Stored items:

——

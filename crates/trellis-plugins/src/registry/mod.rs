//! Plugin discovery and registry population.
//!
//! [`PluginRegistry::load`] walks the immediate subdirectories of a
//! plugin root. A subdirectory without a manifest is a recorded skip —
//! the normal way to co-locate non-plugin directories — while a
//! subdirectory whose manifest or scripts fail is a recorded
//! [`LoadFailure`]. Either way loading continues with the next
//! candidate; only failure to enumerate the root itself aborts the load.
//! A plugin appears in the registry only when its manifest decoded and
//! every one of its scripts executed cleanly.

use std::collections::BTreeMap;
use std::fs;
use std::path::{Path, PathBuf};
use std::sync::Arc;

use tracing::{debug, info, warn};

use trellis_script::{LogSink, SandboxSpec, ScriptSandbox};

use crate::error::{LoadError, LoadFailure, ManifestError, NotFoundError, RegistryError};
use crate::manifest::{MANIFEST_FILE_NAME, PluginManifest};

/// Tracing target for registry operations.
const REGISTRY_TARGET: &str = "trellis_plugins::registry";

/// A successfully loaded plugin.
///
/// Owns the decoded manifest, the plugin's root directory (kept for
/// diagnostics), and the plugin's exclusively owned sandbox. Never
/// mutated after creation apart from sandbox invocation; dropping the
/// value releases the interpreter.
#[derive(Debug)]
pub struct LoadedPlugin {
    manifest: PluginManifest,
    root: PathBuf,
    sandbox: ScriptSandbox,
}

impl LoadedPlugin {
    /// Assembles a loaded plugin from its parts.
    #[must_use]
    pub fn new(manifest: PluginManifest, root: impl Into<PathBuf>, sandbox: ScriptSandbox) -> Self {
        Self {
            manifest,
            root: root.into(),
            sandbox,
        }
    }

    /// Returns the plugin's manifest.
    #[must_use]
    pub const fn manifest(&self) -> &PluginManifest {
        &self.manifest
    }

    /// Returns the plugin's root directory.
    #[must_use]
    pub fn root(&self) -> &Path {
        &self.root
    }

    /// Returns the plugin's sandbox.
    #[must_use]
    pub const fn sandbox(&self) -> &ScriptSandbox {
        &self.sandbox
    }

    /// Returns the plugin's sandbox for invocation.
    #[must_use]
    pub const fn sandbox_mut(&mut self) -> &mut ScriptSandbox {
        &mut self.sandbox
    }
}

/// Everything a load produced: the registry plus the skip/failure record.
#[derive(Debug)]
pub struct LoadReport {
    /// Plugins that loaded completely.
    pub registry: PluginRegistry,
    /// Candidate directories without a manifest file.
    pub skipped: Vec<PathBuf>,
    /// Candidates that failed to load, each contained to itself.
    pub failures: Vec<LoadFailure>,
}

/// Registry of loaded plugins keyed by declared name.
///
/// Iteration order is the lexicographic order of plugin names so that
/// logs and invocation reports are reproducible across runs.
#[derive(Debug, Default)]
pub struct PluginRegistry {
    plugins: BTreeMap<String, LoadedPlugin>,
}

impl PluginRegistry {
    /// Creates an empty registry.
    #[must_use]
    pub fn new() -> Self {
        Self::default()
    }

    /// Loads every plugin under `root`.
    ///
    /// Subdirectories are visited in sorted order; non-directory entries
    /// are ignored silently. One bad plugin never aborts loading of the
    /// others.
    ///
    /// # Errors
    ///
    /// Returns [`RegistryError`] only when `root` itself cannot be
    /// enumerated.
    pub fn load(root: &Path, sink: &LogSink) -> Result<LoadReport, RegistryError> {
        let candidates = list_subdirectories(root)?;
        let mut registry = Self::new();
        let mut skipped = Vec::new();
        let mut failures = Vec::new();

        for dir in candidates {
            let manifest_path = dir.join(MANIFEST_FILE_NAME);
            if !manifest_path.is_file() {
                debug!(
                    target: REGISTRY_TARGET,
                    directory = %dir.display(),
                    "skipping: no {MANIFEST_FILE_NAME}"
                );
                skipped.push(dir);
                continue;
            }

            match load_plugin(&dir, &manifest_path, sink) {
                Ok(plugin) => {
                    let name = plugin.manifest().name().to_owned();
                    match registry.register(plugin) {
                        Ok(()) => {
                            info!(
                                target: REGISTRY_TARGET,
                                plugin = %name,
                                directory = %dir.display(),
                                "loaded plugin"
                            );
                        }
                        Err(error) => {
                            warn!(
                                target: REGISTRY_TARGET,
                                directory = %dir.display(),
                                %error,
                                "failed to register plugin"
                            );
                            failures.push(LoadFailure {
                                directory: dir,
                                error,
                            });
                        }
                    }
                }
                Err(error) => {
                    warn!(
                        target: REGISTRY_TARGET,
                        directory = %dir.display(),
                        %error,
                        "failed to load plugin"
                    );
                    failures.push(LoadFailure {
                        directory: dir,
                        error,
                    });
                }
            }
        }

        Ok(LoadReport {
            registry,
            skipped,
            failures,
        })
    }

    /// Registers an already-built plugin.
    ///
    /// # Errors
    ///
    /// Returns [`LoadError::Manifest`] when the manifest fails
    /// validation and [`LoadError::DuplicateName`] when another plugin
    /// already claimed the declared name; the earlier registration is
    /// kept.
    pub fn register(&mut self, plugin: LoadedPlugin) -> Result<(), LoadError> {
        plugin.manifest().validate()?;
        let name = plugin.manifest().name().to_owned();
        if let Some(existing) = self.plugins.get(&name) {
            return Err(LoadError::DuplicateName {
                name,
                existing: existing.root().to_path_buf(),
            });
        }
        self.plugins.insert(name, plugin);
        Ok(())
    }

    /// Looks up a plugin by declared name.
    ///
    /// # Errors
    ///
    /// Returns [`NotFoundError`] when the name is absent.
    pub fn get(&self, name: &str) -> Result<&LoadedPlugin, NotFoundError> {
        self.plugins.get(name).ok_or_else(|| NotFoundError {
            name: name.to_owned(),
        })
    }

    /// Returns `true` when a plugin with the given name is registered.
    #[must_use]
    pub fn contains(&self, name: &str) -> bool {
        self.plugins.contains_key(name)
    }

    /// Iterates plugins in name order.
    pub fn iter(&self) -> impl Iterator<Item = (&str, &LoadedPlugin)> {
        self.plugins
            .iter()
            .map(|(name, plugin)| (name.as_str(), plugin))
    }

    /// Iterates plugin names in name order.
    pub fn names(&self) -> impl Iterator<Item = &str> {
        self.plugins.keys().map(String::as_str)
    }

    /// Iterates plugins mutably, for the invocation coordinator.
    pub(crate) fn entries_mut(&mut self) -> impl Iterator<Item = (&String, &mut LoadedPlugin)> {
        self.plugins.iter_mut()
    }

    /// Returns the number of loaded plugins.
    #[must_use]
    pub fn len(&self) -> usize {
        self.plugins.len()
    }

    /// Returns `true` when no plugins are loaded.
    #[must_use]
    pub fn is_empty(&self) -> bool {
        self.plugins.is_empty()
    }
}

/// Returns the sorted immediate subdirectories of `root`.
fn list_subdirectories(root: &Path) -> Result<Vec<PathBuf>, RegistryError> {
    let entries = fs::read_dir(root).map_err(|err| RegistryError {
        path: root.to_path_buf(),
        source: Arc::new(err),
    })?;
    let mut dirs = Vec::new();
    for result in entries {
        let entry = result.map_err(|err| RegistryError {
            path: root.to_path_buf(),
            source: Arc::new(err),
        })?;
        let path = entry.path();
        if path.is_dir() {
            dirs.push(path);
        }
    }
    dirs.sort();
    Ok(dirs)
}

/// Decodes the manifest and builds the sandbox for one candidate.
fn load_plugin(
    dir: &Path,
    manifest_path: &Path,
    sink: &LogSink,
) -> Result<LoadedPlugin, LoadError> {
    let content = fs::read_to_string(manifest_path).map_err(|err| ManifestError::Read {
        path: manifest_path.to_path_buf(),
        source: Arc::new(err),
    })?;
    let manifest = PluginManifest::from_yaml(&content)?;

    let spec = SandboxSpec::new(dir)
        .with_sink(Arc::clone(sink))
        .exclude_file(MANIFEST_FILE_NAME);
    let sandbox = ScriptSandbox::build(&spec)?;

    Ok(LoadedPlugin::new(manifest, dir, sandbox))
}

——

# [Aim of the exercise]
Look through the records and copy down every line that holds "Iterator".

# [Solution to this exercise]
    pub fn iter(&self) -> impl Iterator<Item = (&str, &LoadedPlugin)> {
    pub fn names(&self) -> impl Iterator<Item = &str> {
    pub(crate) fn entries_mut(&mut self) -> impl Iterator<Item = (&String, &mut LoadedPlugin)> {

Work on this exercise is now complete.